» What needs to be done: Tally every line in the entries below that holds "Option", then give only the total.

********************

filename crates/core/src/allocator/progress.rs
// Copyright (C) 2026 Fred Clausen
// Use of this source code is governed by an MIT-style
// license that can be found in the LICENSE file or at
// https://opensource.org/licenses/MIT.

use study_plan_domain::SessionType;

/// Planning state of one course while days are visited.
#[derive(Debug, Clone, PartialEq, Eq)]
pub struct CourseProgress {
    /// Half hours of the course budget not yet placed.
    pub remaining: u32,
    /// Day index of the most recent session, if any.
    pub last_scheduled: Option<u32>,
    /// Index of the next topic to cover.
    topic_cursor: usize,
    /// Completed passes through the topic list.
    passes: u32,
    /// Sessions placed after the first pass, used to alternate types.
    revisits: u32,
}

impl CourseProgress {
    /// Creates the progress of a course with `budget` half hours.
    pub const fn new(budget: u32) -> Self {
        Self {
            remaining: budget,
            last_scheduled: None,
            topic_cursor: 0,
            passes: 0,
            revisits: 0,
        }
    }

    /// Decides the type of the next session.
    ///
    /// Must be called before `take_topics` for the same session, since the
    /// type depends on the pass the session starts in.
    ///
    /// # Arguments
    ///
    /// * `review` - Force a review session (exam close, or rest day)
    pub const fn next_session_type(&mut self, review: bool) -> SessionType {
        if review {
            return SessionType::Review;
        }
        if self.passes == 0 {
            return SessionType::Study;
        }

        let session_type: SessionType = if self.revisits % 2 == 0 {
            SessionType::Practice
        } else {
            SessionType::Review
        };
        self.revisits += 1;
        session_type
    }

    /// Takes the topics for a session of `units` half hours.
    ///
    /// One topic per started hour, at least one. A session never wraps
    /// around the end of the list, so its topics are always an ordered
    /// subsequence. Reaching the end completes a pass.
    pub fn take_topics(&mut self, topics: &[String], units: u32) -> Vec<String> {
        if topics.is_empty() {
            return Vec::new();
        }

        let wanted: usize = usize::try_from(units.div_ceil(2).max(1)).unwrap_or(usize::MAX);
        let available: usize = topics.len() - self.topic_cursor;
        let count: usize = wanted.min(available);

        let taken: Vec<String> = topics[self.topic_cursor..self.topic_cursor + count].to_vec();
        self.topic_cursor += count;
        if self.topic_cursor == topics.len() {
            self.topic_cursor = 0;
            self.passes += 1;
        }

        taken
    }

    /// Records a placed session of `units` half hours on `day_index`.
    pub const fn record(&mut self, units: u32, day_index: u32) {
        self.remaining = self.remaining.saturating_sub(units);
        self.last_scheduled = Some(day_index);
    }
}

#[cfg(test)]
mod tests {
    use super::*;

    fn topics(names: &[&str]) -> Vec<String> {
        names.iter().map(|n| (*n).to_string()).collect()
    }

    #[test]
    fn test_one_topic_per_started_hour() {
        let list: Vec<String> = topics(&["A", "B", "C", "D", "E"]);
        let mut progress: CourseProgress = CourseProgress::new(20);
        assert_eq!(progress.take_topics(&list, 1), topics(&["A"]));
        assert_eq!(progress.take_topics(&list, 2), topics(&["B"]));
        assert_eq!(progress.take_topics(&list, 3), topics(&["C", "D"]));
    }

    #[test]
    fn test_session_never_wraps() {
        let list: Vec<String> = topics(&["A", "B", "C"]);
        let mut progress: CourseProgress = CourseProgress::new(20);
        assert_eq!(progress.take_topics(&list, 4), topics(&["A", "B"]));
        assert_eq!(progress.take_topics(&list, 4), topics(&["C"]));
        assert_eq!(progress.take_topics(&list, 2), topics(&["A"]));
    }

    #[test]
    fn test_session_types_follow_passes() {
        let list: Vec<String> = topics(&["A", "B"]);
        let mut progress: CourseProgress = CourseProgress::new(20);

        assert_eq!(progress.next_session_type(false), SessionType::Study);
        progress.take_topics(&list, 2);
        assert_eq!(progress.next_session_type(false), SessionType::Study);
        progress.take_topics(&list, 2);

        // Second pass alternates
        assert_eq!(progress.next_session_type(false), SessionType::Practice);
        progress.take_topics(&list, 2);
        assert_eq!(progress.next_session_type(false), SessionType::Review);
        progress.take_topics(&list, 2);
        assert_eq!(progress.next_session_type(false), SessionType::Practice);
    }

    #[test]
    fn test_forced_review() {
        let mut progress: CourseProgress = CourseProgress::new(4);
        assert_eq!(progress.next_session_type(true), SessionType::Review);
        assert_eq!(progress.next_session_type(false), SessionType::Study);
    }

    #[test]
    fn test_record() {
        let mut progress: CourseProgress = CourseProgress::new(4);
        progress.record(3, 2);
        assert_eq!(progress.remaining, 1);
        assert_eq!(progress.last_scheduled, Some(2));
    }
}
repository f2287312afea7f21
// Copyright (C) 2026 Fred Clausen
// Use of this source code is governed by an MIT-style
// license that can be found in the LICENSE file or at
// https://opensource.org/licenses/MIT.

#![allow(clippy::expect_used, clippy::unwrap_used)]

mod helpers;
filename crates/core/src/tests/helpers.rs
// Copyright (C) 2026 Fred Clausen
// Use of this source code is governed by an MIT-style
// license that can be found in the LICENSE file or at
// https://opensource.org/licenses/MIT.

use study_plan_domain::{Course, CourseId, Hours, Schedule, Session};
use time::Date;
use time::macros::date;

pub const fn create_test_start_date() -> Date {
    date!(2026 - 03 - 01)
}

pub fn create_test_course(id: &str, credits: u32, topics: &[&str], exam: Option<Date>) -> Course {
    Course::new(
        CourseId::new(id),
        format!("Course {id}"),
        topics.iter().map(|t| (*t).to_string()).collect(),
        Some(credits),
        exam,
    )
}

/// Algorithms (4 credits, exam on day 10) and Databases (2 credits).
pub fn create_scenario_courses() -> Vec<Course> {
    vec![
        Course::new(
            CourseId::new("algo"),
            String::from("Algorithms"),
            vec![
                String::from("Sort"),
                String::from("Search"),
                String::from("Graphs"),
            ],
            Some(4),
            Some(date!(2026 - 03 - 10)),
        ),
        Course::new(
            CourseId::new("db"),
            String::from("Databases"),
            vec![String::from("SQL"), String::from("Indexing")],
            Some(2),
            None,
        ),
    ]
}

pub fn sessions_of<'a>(schedule: &'a Schedule, id: &str) -> Vec<(u32, &'a Session)> {
    let course_id: CourseId = CourseId::new(id);
    schedule
        .sessions_for(&course_id)
        .map(|(day, session)| (day.day_index, session))
        .collect()
}

pub fn placed_hours(schedule: &Schedule, id: &str) -> Hours {
    sessions_of(schedule, id).iter().map(|(_, s)| s.duration).sum()
}
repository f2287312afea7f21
// Copyright (C) 2026 Fred Clausen
// Use of this source code is governed by an MIT-style
// license that can be found in the LICENSE file or at
// https://opensource.org/licenses/MIT.

#![deny(
    clippy::pedantic,
    clippy::cargo,
    clippy::nursery,
    clippy::style,
    clippy::correctness,
    clippy::all,
    clippy::unwrap_used,
    clippy::expect_used
)]

mod error;
mod parsing;
mod request_response;

#[cfg(test)]
mod tests;

use study_plan::{Allocator, CourseRegistry, PlannerConfig, PlanningRequest};
use study_plan_domain::{Course, CourseId, DomainError, Hours, Schedule, Session};
use time::Date;
use tracing::info;

pub use error::{ApiError, translate_core_error, translate_domain_error};
pub use parsing::{
    CourseEntryError, DEFAULT_STUDY_DAYS, course_id_for, format_date, parse_course_entry,
    parse_credits, parse_date, parse_study_days, parse_topics,
};
pub use request_response::{
    CourseBreakdown, CourseEntry, DayInfo, ParseCoursesRequest, ParseCoursesResponse,
    ParsedCourse, SessionInfo, TimetableRequest, TimetableResponse, TimetableSummary,
};

/// Parses raw course entries and validates them as one course set.
///
/// Courses are assigned ids `course-1`, `course-2`, ... in entry order.
///
/// # Errors
///
/// Returns an error if any entry is malformed, fails a domain field rule, or
/// if there are no entries at all.
fn build_registry(entries: &[CourseEntry]) -> Result<CourseRegistry, ApiError> {
    let mut registry: CourseRegistry = CourseRegistry::new();
    for (index, entry) in entries.iter().enumerate() {
        let course: Course = parse_course_entry(index + 1, entry)?;
        registry.add(course).map_err(translate_core_error)?;
    }

    // Rule: a course set is never empty
    if registry.is_empty() {
        return Err(translate_domain_error(DomainError::EmptyCourseSet));
    }

    Ok(registry)
}

/// Resolves the window length from the strict field, falling back to the
/// lenient study-day field.
///
/// # Errors
///
/// Returns an error if neither field is present.
fn requested_total_days(request: &TimetableRequest) -> Result<u32, ApiError> {
    match (request.total_days, request.study_days.as_deref()) {
        (Some(total_days), _) => Ok(total_days),
        (None, Some(raw)) => Ok(parse_study_days(raw)),
        (None, None) => Err(ApiError::InvalidInput {
            field: String::from("totalDays"),
            message: String::from("Either totalDays or studyDays is required"),
        }),
    }
}

fn format_response_date(date: Date) -> Result<String, ApiError> {
    format_date(date).map_err(|e| ApiError::Internal {
        message: format!("Failed to format date {date}: {e}"),
    })
}

/// Normalises and validates raw course entries without planning.
///
/// # Arguments
///
/// * `request` - The raw course entries
///
/// # Returns
///
/// * `Ok(ParseCoursesResponse)` with the effective course values
/// * `Err(ApiError)` if any entry is invalid
///
/// # Errors
///
/// Returns an error if:
/// - An entry has a blank name or no topics
/// - An exam date is not a valid `YYYY-MM-DD` date
/// - No entries were supplied
pub fn parse_courses(request: &ParseCoursesRequest) -> Result<ParseCoursesResponse, ApiError> {
    let registry: CourseRegistry = build_registry(&request.courses)?;

    let mut courses: Vec<ParsedCourse> = Vec::with_capacity(registry.len());
    for course in registry.all() {
        let exam_date: Option<String> = course.exam_date.map(format_response_date).transpose()?;
        courses.push(ParsedCourse {
            id: course.id.value().to_string(),
            name: course.name.clone(),
            topics: course.topics.clone(),
            credits: course.credits,
            exam_date,
        });
    }

    info!(courses = courses.len(), "Parsed course entries");
    Ok(ParseCoursesResponse { courses })
}

/// Generates a timetable from raw form input.
///
/// # Arguments
///
/// * `config` - The planner configuration to use
/// * `request` - The raw timetable request
///
/// # Returns
///
/// * `Ok(TimetableResponse)` on success
/// * `Err(ApiError)` if the input is invalid or planning fails
///
/// # Errors
///
/// Returns an error if:
/// - Any course entry is invalid
/// - The start date is not a valid `YYYY-MM-DD` date
/// - `hoursPerDay` is not a positive whole number of half hours
/// - `totalDays` is missing or outside the accepted range; a lenient
///   `studyDays` field is used instead when `totalDays` is absent
pub fn generate_timetable(
    config: &PlannerConfig,
    request: &TimetableRequest,
) -> Result<TimetableResponse, ApiError> {
    let registry: CourseRegistry = build_registry(&request.courses)?;
    let total_days: u32 = requested_total_days(request)?;

    let start_date: Date = parse_date(&request.start_date).map_err(|e| ApiError::InvalidInput {
        field: String::from("startDate"),
        message: e.to_string(),
    })?;

    let config: PlannerConfig = match request.hours_per_day {
        Some(value) => {
            let hours_per_day: Hours = Hours::try_from(value).map_err(translate_domain_error)?;
            config.with_hours_per_day(hours_per_day)
        }
        None => config.clone(),
    };
    let allocator: Allocator = Allocator::new(config).map_err(translate_core_error)?;

    let planning_request: PlanningRequest =
        PlanningRequest::from_registry(&registry, total_days, start_date);
    let schedule: Schedule = allocator
        .plan(&planning_request)
        .map_err(translate_core_error)?;

    let response: TimetableResponse = timetable_response(&schedule, &registry)?;
    info!(
        courses = registry.len(),
        total_days = response.total_days,
        total_study_hours = response.summary.total_study_hours,
        "Generated timetable"
    );
    Ok(response)
}

/// Converts a schedule into its JSON shape, naming courses by display name.
///
/// # Errors
///
/// Returns an error if a day's date cannot be formatted.
pub fn timetable_response(
    schedule: &Schedule,
    registry: &CourseRegistry,
) -> Result<TimetableResponse, ApiError> {
    let course_name = |id: &CourseId| -> String {
        registry
            .get(id)
            .map_or_else(|| id.value().to_string(), |course| course.name.clone())
    };
    let session_info = |session: &Session| -> SessionInfo {
        SessionInfo {
            course: course_name(&session.course_id),
            topics: session.topics.clone(),
            duration: session.duration.to_string(),
            time_slot: session.time_slot.as_str().to_string(),
            session_type: session.session_type.as_str().to_string(),
        }
    };

    let mut days: Vec<DayInfo> = Vec::with_capacity(schedule.days.len());
    for day in &schedule.days {
        days.push(DayInfo {
            day: day.day_index,
            date: format_response_date(day.date)?,
            sessions: day.sessions.iter().map(&session_info).collect(),
            total_hours: day.total_hours.to_string(),
            notes: day.notes.clone(),
        });
    }

    let courses_breakdown: Vec<CourseBreakdown> = schedule
        .course_hour_totals
        .iter()
        .map(|total| CourseBreakdown {
            course: course_name(&total.course_id),
            hours: total.hours.as_f64(),
        })
        .collect();

    Ok(TimetableResponse {
        total_days: schedule.total_days,
        days,
        summary: TimetableSummary {
            total_study_hours: schedule.total_study_hours().as_f64(),
            courses_breakdown,
        },
    })
}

********************

» Response area: 3